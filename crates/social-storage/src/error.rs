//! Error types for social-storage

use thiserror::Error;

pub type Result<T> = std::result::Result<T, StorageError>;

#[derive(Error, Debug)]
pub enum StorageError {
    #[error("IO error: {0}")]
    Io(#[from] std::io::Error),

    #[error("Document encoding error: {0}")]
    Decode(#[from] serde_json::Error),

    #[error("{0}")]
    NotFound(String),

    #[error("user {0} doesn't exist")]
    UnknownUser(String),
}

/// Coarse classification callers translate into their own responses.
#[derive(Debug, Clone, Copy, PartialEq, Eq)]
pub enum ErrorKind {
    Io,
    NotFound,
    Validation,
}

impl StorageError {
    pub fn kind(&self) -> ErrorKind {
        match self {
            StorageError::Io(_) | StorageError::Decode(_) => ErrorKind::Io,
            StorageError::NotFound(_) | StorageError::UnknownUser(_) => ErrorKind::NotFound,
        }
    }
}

--

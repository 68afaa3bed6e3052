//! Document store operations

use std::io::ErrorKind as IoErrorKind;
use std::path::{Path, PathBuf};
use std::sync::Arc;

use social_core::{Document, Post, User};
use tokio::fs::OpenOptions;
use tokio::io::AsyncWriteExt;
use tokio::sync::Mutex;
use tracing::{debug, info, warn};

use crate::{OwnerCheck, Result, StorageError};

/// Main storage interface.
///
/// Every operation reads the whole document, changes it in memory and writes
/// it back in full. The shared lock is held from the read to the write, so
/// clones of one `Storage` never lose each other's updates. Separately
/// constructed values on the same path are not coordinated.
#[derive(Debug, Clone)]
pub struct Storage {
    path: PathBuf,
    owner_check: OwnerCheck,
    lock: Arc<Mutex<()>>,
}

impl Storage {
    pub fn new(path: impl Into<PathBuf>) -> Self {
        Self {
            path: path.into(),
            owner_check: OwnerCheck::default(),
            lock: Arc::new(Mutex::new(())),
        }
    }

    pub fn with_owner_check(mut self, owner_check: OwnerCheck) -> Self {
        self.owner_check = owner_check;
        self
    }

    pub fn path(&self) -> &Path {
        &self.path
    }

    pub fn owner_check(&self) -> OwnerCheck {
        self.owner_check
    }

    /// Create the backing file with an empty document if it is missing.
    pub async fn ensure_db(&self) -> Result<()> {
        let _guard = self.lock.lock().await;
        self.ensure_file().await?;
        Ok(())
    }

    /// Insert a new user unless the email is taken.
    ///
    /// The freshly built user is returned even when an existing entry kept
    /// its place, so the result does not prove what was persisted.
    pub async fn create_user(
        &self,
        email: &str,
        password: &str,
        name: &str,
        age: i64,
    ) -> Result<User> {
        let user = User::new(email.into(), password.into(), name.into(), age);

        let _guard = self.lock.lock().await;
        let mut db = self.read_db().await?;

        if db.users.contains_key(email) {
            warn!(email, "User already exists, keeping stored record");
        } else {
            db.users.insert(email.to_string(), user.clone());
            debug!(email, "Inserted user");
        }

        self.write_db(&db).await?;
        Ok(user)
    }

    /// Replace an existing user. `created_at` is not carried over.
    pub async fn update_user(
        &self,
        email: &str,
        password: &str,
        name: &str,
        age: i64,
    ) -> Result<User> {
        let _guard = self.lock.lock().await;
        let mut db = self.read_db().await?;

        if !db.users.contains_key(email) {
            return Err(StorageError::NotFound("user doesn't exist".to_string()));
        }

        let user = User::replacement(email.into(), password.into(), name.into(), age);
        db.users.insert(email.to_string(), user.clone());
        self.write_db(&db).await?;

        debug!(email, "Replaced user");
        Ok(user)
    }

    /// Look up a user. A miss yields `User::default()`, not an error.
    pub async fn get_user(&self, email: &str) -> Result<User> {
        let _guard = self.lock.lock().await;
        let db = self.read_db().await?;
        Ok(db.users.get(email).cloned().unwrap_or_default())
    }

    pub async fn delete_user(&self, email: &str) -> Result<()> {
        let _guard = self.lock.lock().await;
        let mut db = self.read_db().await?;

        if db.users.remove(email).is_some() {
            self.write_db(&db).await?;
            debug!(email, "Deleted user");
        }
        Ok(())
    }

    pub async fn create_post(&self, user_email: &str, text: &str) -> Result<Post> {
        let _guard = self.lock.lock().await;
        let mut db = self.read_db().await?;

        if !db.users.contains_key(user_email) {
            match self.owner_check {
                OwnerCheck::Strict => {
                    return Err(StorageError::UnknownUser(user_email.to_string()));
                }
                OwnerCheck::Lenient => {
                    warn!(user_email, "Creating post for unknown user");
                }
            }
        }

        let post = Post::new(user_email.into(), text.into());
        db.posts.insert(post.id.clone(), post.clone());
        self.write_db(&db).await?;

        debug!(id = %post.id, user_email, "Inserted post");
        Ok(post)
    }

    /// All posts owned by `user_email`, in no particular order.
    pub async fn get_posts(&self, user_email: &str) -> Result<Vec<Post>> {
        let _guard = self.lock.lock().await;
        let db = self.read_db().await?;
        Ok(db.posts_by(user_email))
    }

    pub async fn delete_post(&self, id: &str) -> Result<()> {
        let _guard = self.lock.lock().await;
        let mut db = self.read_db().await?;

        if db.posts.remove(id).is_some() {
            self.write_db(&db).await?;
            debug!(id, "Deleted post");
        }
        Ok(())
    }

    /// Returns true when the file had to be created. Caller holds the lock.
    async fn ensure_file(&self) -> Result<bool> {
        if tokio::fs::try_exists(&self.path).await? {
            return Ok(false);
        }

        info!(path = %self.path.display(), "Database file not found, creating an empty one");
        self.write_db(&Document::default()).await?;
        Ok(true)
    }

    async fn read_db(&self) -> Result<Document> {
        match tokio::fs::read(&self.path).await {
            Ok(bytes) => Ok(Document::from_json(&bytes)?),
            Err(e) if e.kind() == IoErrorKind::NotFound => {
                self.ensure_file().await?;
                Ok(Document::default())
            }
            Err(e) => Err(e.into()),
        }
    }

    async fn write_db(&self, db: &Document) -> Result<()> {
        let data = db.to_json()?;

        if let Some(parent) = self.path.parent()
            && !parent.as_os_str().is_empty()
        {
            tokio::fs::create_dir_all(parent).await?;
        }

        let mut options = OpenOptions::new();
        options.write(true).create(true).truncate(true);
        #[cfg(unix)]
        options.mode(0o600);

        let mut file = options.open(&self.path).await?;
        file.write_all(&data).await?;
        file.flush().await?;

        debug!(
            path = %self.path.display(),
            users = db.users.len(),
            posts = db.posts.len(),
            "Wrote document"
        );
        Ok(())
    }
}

**What the task requires:** Scan the material above and copy every line that holds the string "existing".

**Result:**
    /// The freshly built user is returned even when an existing entry kept
    /// Replace an existing user. `created_at` is not carried over.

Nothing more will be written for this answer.